- [Task statement]:
Only the number is wanted: how many lines below contain "ProviderHealth"?

- [Supplied material]:
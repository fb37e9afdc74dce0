//! Canonical message, tool-call and bookkeeping types (spec §3).
//!
//! These types are immutable once constructed (aside from the mutable
//! bookkeeping fields called out explicitly, e.g. `MemoryEntry::access_count`)
//! and carry no provider-specific shape — adapters translate to/from these.

use std::collections::HashSet;
use std::sync::atomic::{AtomicU64, Ordering};

use serde::{Deserialize, Serialize};
use time::OffsetDateTime;
use uuid::Uuid;

static SEQUENCE: AtomicU64 = AtomicU64::new(1);

/// A monotonically increasing counter paired with wall-clock time.
///
/// `Message::created_at` needs both a wall-clock reading (for display and
/// for the retriever's time-decay scoring) and a monotonic ordering key
/// that survives clock skew/adjustment within a single process. Using a
/// plain `Instant` would make this type hard to serialize into the
/// durable store, so the monotonic component is a logical sequence number.
#[derive(Debug, Clone, Copy, PartialEq, Eq, PartialOrd, Ord, Serialize, Deserialize)]
pub struct Timestamp {
    pub sequence: u64,
    #[serde(with = "time::serde::rfc3339")]
    pub wall_clock: OffsetDateTime,
}

impl Timestamp {
    pub fn now() -> Self {
        Self {
            sequence: SEQUENCE.fetch_add(1, Ordering::Relaxed),
            wall_clock: OffsetDateTime::now_utc(),
        }
    }

    pub fn age(&self, now: OffsetDateTime) -> time::Duration {
        now - self.wall_clock
    }
}

fn new_id() -> String {
    Uuid::new_v4().to_string()
}

/// One of {system, user, assistant, tool} (spec §3).
#[derive(Debug, Clone, Copy, PartialEq, Eq, Serialize, Deserialize)]
#[serde(rename_all = "snake_case")]
pub enum Role {
    System,
    User,
    Assistant,
    Tool,
}

/// A function/tool invocation requested by the assistant.
#[derive(Debug, Clone, PartialEq, Serialize, Deserialize)]
pub struct ToolCall {
    pub id: String,
    pub name: String,
    /// Structured key/value arguments (already parsed from the adapter's
    /// accumulated JSON delta stream, see `agentry_llm::adapter::StreamChunk`).
    pub arguments: serde_json::Value,
}

impl ToolCall {
    pub fn new(name: impl Into<String>, arguments: serde_json::Value) -> Self {
        Self {
            id: new_id(),
            name: name.into(),
            arguments,
        }
    }
}

/// The outcome of executing a single `ToolCall` (spec §3).
#[derive(Debug, Clone, PartialEq, Serialize, Deserialize)]
pub struct ToolResult {
    pub tool_call_id: String,
    pub success: bool,
    pub output: String,
    pub error: Option<String>,
    pub duration_ms: u64,
    pub truncated: bool,
}

impl ToolResult {
    pub fn ok(tool_call_id: impl Into<String>, output: impl Into<String>, duration_ms: u64) -> Self {
        Self {
            tool_call_id: tool_call_id.into(),
            success: true,
            output: output.into(),
            error: None,
            duration_ms,
            truncated: false,
        }
    }

    pub fn failed(tool_call_id: impl Into<String>, error: impl Into<String>, duration_ms: u64) -> Self {
        Self {
            tool_call_id: tool_call_id.into(),
            success: false,
            output: String::new(),
            error: Some(error.into()),
            duration_ms,
            truncated: false,
        }
    }
}

/// An immutable conversation message (spec §3).
///
/// Invariant: every `Role::Tool` message's `tool_call_id` must reference
/// exactly one `ToolCall::id` from the immediately preceding
/// `Role::Assistant` message. Compaction (`agentry_context::compactor`)
/// must never split such a pair across a boundary.
#[derive(Debug, Clone, Serialize, Deserialize)]
pub struct Message {
    pub id: String,
    pub role: Role,
    pub content: String,
    pub tool_calls: Vec<ToolCall>,
    pub tool_call_id: Option<String>,
    pub created_at: Timestamp,
    pub token_estimate: u32,
}

impl Message {
    pub fn user(content: impl Into<String>, token_estimate: u32) -> Self {
        Self {
            id: new_id(),
            role: Role::User,
            content: content.into(),
            tool_calls: Vec::new(),
            tool_call_id: None,
            created_at: Timestamp::now(),
            token_estimate,
        }
    }

    pub fn system(content: impl Into<String>, token_estimate: u32) -> Self {
        Self {
            id: new_id(),
            role: Role::System,
            content: content.into(),
            tool_calls: Vec::new(),
            tool_call_id: None,
            created_at: Timestamp::now(),
            token_estimate,
        }
    }

    pub fn assistant(content: impl Into<String>, tool_calls: Vec<ToolCall>, token_estimate: u32) -> Self {
        Self {
            id: new_id(),
            role: Role::Assistant,
            content: content.into(),
            tool_calls,
            tool_call_id: None,
            created_at: Timestamp::now(),
            token_estimate,
        }
    }

    pub fn tool_result(tool_call_id: impl Into<String>, content: impl Into<String>, token_estimate: u32) -> Self {
        Self {
            id: new_id(),
            role: Role::Tool,
            content: content.into(),
            tool_calls: Vec::new(),
            tool_call_id: Some(tool_call_id.into()),
            created_at: Timestamp::now(),
            token_estimate,
        }
    }

    pub fn has_tool_calls(&self) -> bool {
        !self.tool_calls.is_empty()
    }
}

/// A stored conversation (spec §3). Owned exclusively by the memory store;
/// the agent holds a working copy (`Vec<Message>`) during a turn.
#[derive(Debug, Clone, Serialize, Deserialize)]
pub struct Conversation {
    pub id: String,
    pub messages: Vec<Message>,
    pub created_at: Timestamp,
    pub title: String,
}

impl Conversation {
    pub fn new(id: impl Into<String>) -> Self {
        Self {
            id: id.into(),
            messages: Vec::new(),
            created_at: Timestamp::now(),
            title: String::new(),
        }
    }
}

/// The kind of a `MemoryEntry` (spec §3).
#[derive(Debug, Clone, Copy, PartialEq, Eq, Serialize, Deserialize)]
#[serde(rename_all = "snake_case")]
pub enum MemoryKind {
    Interaction,
    Insight,
    Entity,
}

/// A durable memory record, either a raw interaction or a derived insight
/// (spec §3, §4.5, §4.6).
#[derive(Debug, Clone, Serialize, Deserialize)]
pub struct MemoryEntry {
    pub id: String,
    pub conversation_id: Option<String>,
    pub kind: MemoryKind,
    pub content: String,
    pub keywords: HashSet<String>,
    pub importance: f32,
    pub created_at: Timestamp,
    pub last_accessed_at: Timestamp,
    pub access_count: u64,
    pub embedding: Option<Vec<f32>>,
}

impl MemoryEntry {
    pub fn new(
        kind: MemoryKind,
        content: impl Into<String>,
        keywords: HashSet<String>,
        importance: f32,
        conversation_id: Option<String>,
    ) -> Self {
        let now = Timestamp::now();
        Self {
            id: new_id(),
            conversation_id,
            kind,
            content: content.into(),
            keywords,
            importance: importance.clamp(0.0, 1.0),
            created_at: now,
            last_accessed_at: now,
            access_count: 0,
            embedding: None,
        }
    }
}

/// The kind of filesystem/network object a `RecentEntity` refers to.
#[derive(Debug, Clone, Copy, PartialEq, Eq, Serialize, Deserialize)]
#[serde(rename_all = "snake_case")]
pub enum EntityKind {
    File,
    Folder,
    Url,
    Other,
}

/// The action the user/agent took on a `RecentEntity` (spec §3).
#[derive(Debug, Clone, Copy, PartialEq, Eq, Serialize, Deserialize)]
#[serde(rename_all = "snake_case")]
pub enum EntityAction {
    Create,
    Delete,
    Copy,
    Move,
    Open,
    Modify,
}

/// A short-lived in-process record of a file/folder/URL the user acted on,
/// used to resolve anaphoric references ("delete it") (spec §3, §4.6).
#[derive(Debug, Clone, Serialize, Deserialize)]
pub struct RecentEntity {
    pub kind: EntityKind,
    pub name: String,
    pub action: EntityAction,
    pub location: String,
    pub timestamp: Timestamp,
}

/// Health status of an LLM provider (spec §3, §4.10).
#[derive(Debug, Clone, Copy, PartialEq, Eq, Serialize, Deserialize)]
#[serde(rename_all = "snake_case")]
pub enum HealthStatus {
    Healthy,
    Degraded,
    Unhealthy,
    Unknown,
}

/// Per-provider health state tracked by the failover health monitor
/// (spec §3, §4.10). Invariant: a provider with `status == Unhealthy` and
/// `cooldown_until` in the future must not be offered for dispatch.
#[derive(Debug, Clone, Serialize, Deserialize)]
pub struct ProviderHealth {
    pub name: String,
    pub status: HealthStatus,
    pub consecutive_failures: u32,
    pub consecutive_successes: u32,
    #[serde(with = "time::serde::rfc3339::option")]
    pub cooldown_until: Option<OffsetDateTime>,
    pub last_error: Option<String>,
}

impl ProviderHealth {
    pub fn new(name: impl Into<String>) -> Self {
        Self {
            name: name.into(),
            status: HealthStatus::Unknown,
            consecutive_failures: 0,
            consecutive_successes: 0,
            cooldown_until: None,
            last_error: None,
        }
    }

    pub fn is_available(&self, now: OffsetDateTime) -> bool {
        match (self.status, self.cooldown_until) {
            (HealthStatus::Unhealthy, Some(until)) => now >= until,
            _ => true,
        }
    }
}

/// One LLM call within the agent's loop for a single user turn (spec §3).
#[derive(Debug, Clone, Serialize, Deserialize)]
pub struct IterationRecord {
    pub index: usize,
    pub model: String,
    pub prompt_tokens: u32,
    pub completion_tokens: u32,
    pub tool_calls: Vec<String>,
    pub started_at: Timestamp,
    pub ended_at: Option<Timestamp>,
}

impl IterationRecord {
    pub fn begin(index: usize, model: impl Into<String>) -> Self {
        Self {
            index,
            model: model.into(),
            prompt_tokens: 0,
            completion_tokens: 0,
            tool_calls: Vec::new(),
            started_at: Timestamp::now(),
            ended_at: None,
        }
    }
}

/// A per-task metrics record (spec §3, §4.9).
#[derive(Debug, Clone, Serialize, Deserialize)]
pub struct TaskRecord {
    pub task_id: String,
    pub description: String,
    pub started_at: Timestamp,
    pub ended_at: Option<Timestamp>,
    pub iterations: Vec<IterationRecord>,
    pub initial_model: String,
    pub final_model: String,
    pub model_switched: bool,
    pub success: bool,
    pub error: Option<String>,
}

impl TaskRecord {
    pub fn new(description: impl Into<String>, initial_model: impl Into<String>) -> Self {
        let model = initial_model.into();
        Self {
            task_id: new_id(),
            description: description.into(),
            started_at: Timestamp::now(),
            ended_at: None,
            iterations: Vec::new(),
            initial_model: model.clone(),
            final_model: model,
            model_switched: false,
            success: false,
            error: None,
        }
    }
}

/// Per-provider token accounting, accumulated per iteration/task/day
/// (spec §3). Addable so callers can roll iteration usage up into task and
/// daily totals without re-deriving the arithmetic at each level.
#[derive(Debug, Clone, Copy, Default, Serialize, Deserialize)]
pub struct TokenUsage {
    pub input: u64,
    pub output: u64,
    pub cache_read: u64,
    pub cache_creation: u64,
    pub estimated_cost: f64,
}

impl std::ops::Add for TokenUsage {
    type Output = TokenUsage;

    fn add(self, rhs: TokenUsage) -> TokenUsage {
        TokenUsage {
            input: self.input + rhs.input,
            output: self.output + rhs.output,
            cache_read: self.cache_read + rhs.cache_read,
            cache_creation: self.cache_creation + rhs.cache_creation,
            estimated_cost: self.estimated_cost + rhs.estimated_cost,
        }
    }
}

impl std::ops::AddAssign for TokenUsage {
    fn add_assign(&mut self, rhs: TokenUsage) {
        *self = *self + rhs;
    }
}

- [Response to the task]:
2